Sun Mar 02 2003 18:11:
Rachel and I had a nice weekend. We went to eat at Macaroni Grill and then to see The Hours. I liked the movie; it was arty.
I pulled weeds on Saturday and filled my green waste bin. Still so much more to do!
Today they replaced me as Ward Activities Chairperson. I still have to be on the committee but I don't have to be in charge. Hooray!
I also went to visit Larry Mercer in Intensive Care. He's not looking so good. He didn't respond much to anything I said or did, except a few times, with great effort, he moved his eyes. I spoke to the case manager the hospital brought on board for him and explained the family situation and what we at church can do for him.
Thu Mar 06 2003 19:15:
Sinking slowly into existential pain.
I bought yards of blue ribbon to make Win Without War pin ons, and I gave away almost all I made. Midge Ladd asked if I thought we'd be "allowed" to wear a political statement. I pointed out that our employer doesn't know we exist, and if they don't like our politics, tough. We don't like theirs either.
I think Rachel might be on the front page of the newspaper, protesting the war at UCLA. She's kind of small in the back of the picture.
Like a line from "Pale Horse, Pale Rider" (on the which I did my thesis):
"She had a burning slow headache, and noticed it now, remembering she had waked up with it and it had in fact begun the evening before. While she dressed she tried to trace the insidious career of her headache, and it seemed reasonable to suppose it had started with the war."
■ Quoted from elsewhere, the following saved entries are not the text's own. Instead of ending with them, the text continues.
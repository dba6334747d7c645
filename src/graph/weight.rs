//! Three-part edge weight: base, learned adjustment, co-activation bonus
//!
//! `effective = clamp(base * (1 + learned) + bonus, 0.10, 1.00)`
//!
//! All updates are total functions over the declared ranges. Out-of-range
//! results are clamped, never rejected; the effective-weight computation
//! reports whether the clamp changed the raw value.

use serde::{Deserialize, Serialize};

/// Lower bound of an effective weight. Edges sitting here with no bonus are dead.
pub const EFFECTIVE_WEIGHT_MIN: f64 = 0.10;
/// Upper bound of an effective weight.
pub const EFFECTIVE_WEIGHT_MAX: f64 = 1.00;
/// `learned_adjustment` lives in `[-LIMIT, LIMIT]`.
pub const LEARNED_ADJUSTMENT_LIMIT: f64 = 0.30;
/// `coactivation_bonus` lives in `[0, MAX]`.
pub const COACTIVATION_BONUS_MAX: f64 = 0.30;

/// Decomposed edge weight.
#[derive(Debug, Clone, Copy, PartialEq, Serialize, Deserialize)]
pub struct WeightComponents {
    /// Nominal weight from the creation-source policy, in [0, 1]
    pub base_weight: f64,
    /// Slow-moving learned correction, in [-0.3, 0.3]
    pub learned_adjustment: f64,
    /// Hebbian co-activation bonus, in [0, 0.3]
    pub coactivation_bonus: f64,
}

/// Outcome of [`calculate_effective_weight`].
#[derive(Debug, Clone, Copy, PartialEq, Serialize, Deserialize)]
pub struct EffectiveWeightResult {
    pub effective_weight: f64,
    /// True when clamping altered `raw_value`
    pub was_clamped: bool,
    pub raw_value: f64,
}

/// Wrap a policy weight: no learned adjustment, no bonus.
pub fn create_weight_components(base_weight: f64) -> WeightComponents {
    WeightComponents {
        base_weight: base_weight.clamp(0.0, 1.0),
        learned_adjustment: 0.0,
        coactivation_bonus: 0.0,
    }
}

pub fn calculate_effective_weight(components: &WeightComponents) -> EffectiveWeightResult {
    let raw_value = components.base_weight * (1.0 + components.learned_adjustment)
        + components.coactivation_bonus;
    let effective_weight = raw_value.clamp(EFFECTIVE_WEIGHT_MIN, EFFECTIVE_WEIGHT_MAX);
    EffectiveWeightResult {
        effective_weight,
        was_clamped: effective_weight != raw_value,
        raw_value,
    }
}

pub fn apply_learning_adjustment(components: &WeightComponents, delta: f64) -> WeightComponents {
    WeightComponents {
        learned_adjustment: (components.learned_adjustment + delta)
            .clamp(-LEARNED_ADJUSTMENT_LIMIT, LEARNED_ADJUSTMENT_LIMIT),
        ..*components
    }
}

pub fn apply_coactivation_bonus(components: &WeightComponents, delta: f64) -> WeightComponents {
    WeightComponents {
        coactivation_bonus: (components.coactivation_bonus + delta)
            .clamp(0.0, COACTIVATION_BONUS_MAX),
        ..*components
    }
}

/// Scale the bonus by `factor` (taken within [0, 1]); never goes below zero.
pub fn decay_coactivation_bonus(components: &WeightComponents, factor: f64) -> WeightComponents {
    let factor = factor.clamp(0.0, 1.0);
    WeightComponents {
        coactivation_bonus: (components.coactivation_bonus * factor).max(0.0),
        ..*components
    }
}

impl WeightComponents {
    /// Shorthand for `calculate_effective_weight(self).effective_weight`.
    pub fn effective_weight(&self) -> f64 {
        calculate_effective_weight(self).effective_weight
    }
}

#[cfg(test)]
mod tests {
    use super::*;

    fn components(base: f64, learned: f64, bonus: f64) -> WeightComponents {
        WeightComponents {
            base_weight: base,
            learned_adjustment: learned,
            coactivation_bonus: bonus,
        }
    }

    #[test]
    fn effective_weight_combines_components() {
        let result = calculate_effective_weight(&components(0.5, 0.2, 0.1));
        assert!((result.raw_value - 0.7).abs() < 1e-12);
        assert!((result.effective_weight - 0.7).abs() < 1e-12);
        assert!(!result.was_clamped);
    }

    #[test]
    fn clamps_high_and_reports_it() {
        let result = calculate_effective_weight(&components(0.95, 0.3, 0.3));
        assert_eq!(result.effective_weight, EFFECTIVE_WEIGHT_MAX);
        assert!(result.was_clamped);
        assert!(result.raw_value > 1.0);
    }

    #[test]
    fn clamps_low_and_reports_it() {
        let result = calculate_effective_weight(&components(0.05, -0.3, 0.0));
        assert_eq!(result.effective_weight, EFFECTIVE_WEIGHT_MIN);
        assert!(result.was_clamped);
    }

    #[test]
    fn fresh_components_match_base() {
        let c = create_weight_components(0.42);
        let result = calculate_effective_weight(&c);
        assert_eq!(result.effective_weight, 0.42);
        assert!(!result.was_clamped);
    }

    #[test]
    fn learning_adjustment_saturates() {
        let c = apply_learning_adjustment(&components(0.5, 0.25, 0.0), 0.2);
        assert_eq!(c.learned_adjustment, LEARNED_ADJUSTMENT_LIMIT);

        let c = apply_learning_adjustment(&c, -1.0);
        assert_eq!(c.learned_adjustment, -LEARNED_ADJUSTMENT_LIMIT);
    }

    #[test]
    fn zero_bonus_is_identity() {
        let c = components(0.6, -0.1, 0.12);
        assert_eq!(apply_coactivation_bonus(&c, 0.0), c);
    }

    #[test]
    fn bonus_stays_in_range() {
        let c = apply_coactivation_bonus(&components(0.6, 0.0, 0.25), 0.2);
        assert_eq!(c.coactivation_bonus, COACTIVATION_BONUS_MAX);

        let c = apply_coactivation_bonus(&c, -1.0);
        assert_eq!(c.coactivation_bonus, 0.0);
    }

    #[test]
    fn decay_never_increases_bonus() {
        let c = components(0.6, 0.0, 0.2);
        for factor in [0.0, 0.25, 0.5, 0.95, 0.999] {
            assert!(decay_coactivation_bonus(&c, factor).coactivation_bonus <= c.coactivation_bonus);
        }
        assert_eq!(decay_coactivation_bonus(&c, 0.0).coactivation_bonus, 0.0);
    }
}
Marlene and I listened to some of Bush's speech and then went to Jacalito's for dinner. I feel so helpless, trying to make a statement by pinning on a ribbon. As if.
Fri Mar 07 2003 19:50:
Today at Costco I bought a new swimsuit. It came with the front hemisphere of an extruded clear plastic torso. Very bizarre. There has just GOT to be something artistic one could do with half of a plastic torso.
Sun Mar 09 2003 17:39:
Larry Mercer is out of intensive care and in a semi private room. I was going to go see him after church, but didn't feel well enough to stomach it. Maybe I'll go tomorrow after the post office.
The newspaper reports that terrorist cells may attack allied troops when they invade Iraq. This prospect comes as a big surprise to whom? Come again?
I have daffodils and freesias, and the pussy willow is having kittens; spring has sprung. This fact is supposed to be reassuring.
Mon Mar 10 2003 17:43:
I went to see Larry Mercer in the hospital. His brother is here from Virginia to handle things. Larry was out of bed, and I think he recognized me, but dementia is setting in. I stayed with him while the brother met with the social worker. He wanted to be shaved, so I scared up a disposable razor and shaved him, and rubbed cream on his body, massaged his feet, and found socks because his feet were icy.
The television was showing a M.A.S.H. marathon, with the sound turned off. It was a very strange experience to be in a hospital, in the middle of medical procedures, looking through the small window of television into another hospital setting, watching other medical procedures happening.
I watched my friend Sheila, still running on the credits trailer after all these years. I wish I knew where Sheila is now, and hope she is doing okay.
Sat Mar 15 2003 19:00:
Jonathan and his family have come and gone. The house is once again calm and silent. Jon put woodwork around the French doors and did a lovely job. (Annoy Bush! Walk through a French door!)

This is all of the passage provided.